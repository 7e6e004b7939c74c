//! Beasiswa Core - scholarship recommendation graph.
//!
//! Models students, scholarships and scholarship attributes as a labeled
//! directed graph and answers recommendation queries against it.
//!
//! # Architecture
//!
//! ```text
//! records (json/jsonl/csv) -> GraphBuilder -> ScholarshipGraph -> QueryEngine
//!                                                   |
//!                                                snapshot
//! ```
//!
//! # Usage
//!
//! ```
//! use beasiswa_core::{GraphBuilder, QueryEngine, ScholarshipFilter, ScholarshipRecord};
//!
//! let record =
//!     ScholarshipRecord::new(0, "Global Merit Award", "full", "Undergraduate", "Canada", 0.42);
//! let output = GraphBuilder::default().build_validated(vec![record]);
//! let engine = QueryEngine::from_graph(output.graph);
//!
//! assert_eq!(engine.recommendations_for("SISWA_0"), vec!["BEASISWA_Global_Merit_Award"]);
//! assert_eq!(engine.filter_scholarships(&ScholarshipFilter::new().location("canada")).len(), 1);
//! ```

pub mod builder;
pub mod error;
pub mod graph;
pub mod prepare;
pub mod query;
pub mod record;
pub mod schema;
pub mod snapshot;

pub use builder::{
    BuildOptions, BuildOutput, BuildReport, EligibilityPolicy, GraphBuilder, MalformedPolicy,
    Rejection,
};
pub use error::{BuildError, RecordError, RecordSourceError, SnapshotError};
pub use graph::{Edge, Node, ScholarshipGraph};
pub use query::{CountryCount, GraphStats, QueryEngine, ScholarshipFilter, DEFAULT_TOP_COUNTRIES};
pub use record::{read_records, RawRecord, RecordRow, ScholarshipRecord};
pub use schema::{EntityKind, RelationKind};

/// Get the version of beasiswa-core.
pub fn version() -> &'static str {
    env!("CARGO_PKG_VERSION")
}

- [WHAT TO PRODUCE]: Restate the data above in full, keeping every word as it is.

- [RESPONSE BOX]:
repository 7e6e004b7939c74c
//! Beasiswa Core - scholarship recommendation graph.
//!
//! Models students, scholarships and scholarship attributes as a labeled
//! directed graph and answers recommendation queries against it.
//!
//! # Architecture
//!
//! ```text
//! records (json/jsonl/csv) -> GraphBuilder -> ScholarshipGraph -> QueryEngine
//!                                                   |
//!                                                snapshot
//! ```
//!
//! # Usage
//!
//! ```
//! use beasiswa_core::{GraphBuilder, QueryEngine, ScholarshipFilter, ScholarshipRecord};
//!
//! let record =
//!     ScholarshipRecord::new(0, "Global Merit Award", "full", "Undergraduate", "Canada", 0.42);
//! let output = GraphBuilder::default().build_validated(vec![record]);
//! let engine = QueryEngine::from_graph(output.graph);
//!
//! assert_eq!(engine.recommendations_for("SISWA_0"), vec!["BEASISWA_Global_Merit_Award"]);
//! assert_eq!(engine.filter_scholarships(&ScholarshipFilter::new().location("canada")).len(), 1);
//! ```

pub mod builder;
pub mod error;
pub mod graph;
pub mod prepare;
pub mod query;
pub mod record;
pub mod schema;
pub mod snapshot;

pub use builder::{
    BuildOptions, BuildOutput, BuildReport, EligibilityPolicy, GraphBuilder, MalformedPolicy,
    Rejection,
};
pub use error::{BuildError, RecordError, RecordSourceError, SnapshotError};
pub use graph::{Edge, Node, ScholarshipGraph};
pub use query::{CountryCount, GraphStats, QueryEngine, ScholarshipFilter, DEFAULT_TOP_COUNTRIES};
pub use record::{read_records, RawRecord, RecordRow, ScholarshipRecord};
pub use schema::{EntityKind, RelationKind};

/// Get the version of beasiswa-core.
pub fn version() -> &'static str {
    env!("CARGO_PKG_VERSION")
}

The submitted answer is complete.